WORK ITEM | As the answer, give every line of the records that includes the word "failed".

++++ DATASET ++++

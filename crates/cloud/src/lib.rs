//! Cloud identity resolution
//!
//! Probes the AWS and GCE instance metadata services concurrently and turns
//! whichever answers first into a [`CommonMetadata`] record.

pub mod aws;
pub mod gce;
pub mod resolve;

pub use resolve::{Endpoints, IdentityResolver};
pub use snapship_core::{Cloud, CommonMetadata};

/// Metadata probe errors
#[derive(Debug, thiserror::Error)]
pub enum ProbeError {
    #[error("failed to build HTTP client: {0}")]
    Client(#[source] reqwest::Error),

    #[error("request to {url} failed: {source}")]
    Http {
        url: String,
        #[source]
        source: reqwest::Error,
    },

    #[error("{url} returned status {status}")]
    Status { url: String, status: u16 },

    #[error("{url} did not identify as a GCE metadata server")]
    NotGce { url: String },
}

++++

TASK OUTPUT |
    #[error("failed to build HTTP client: {0}")]
    #[error("request to {url} failed: {source}")]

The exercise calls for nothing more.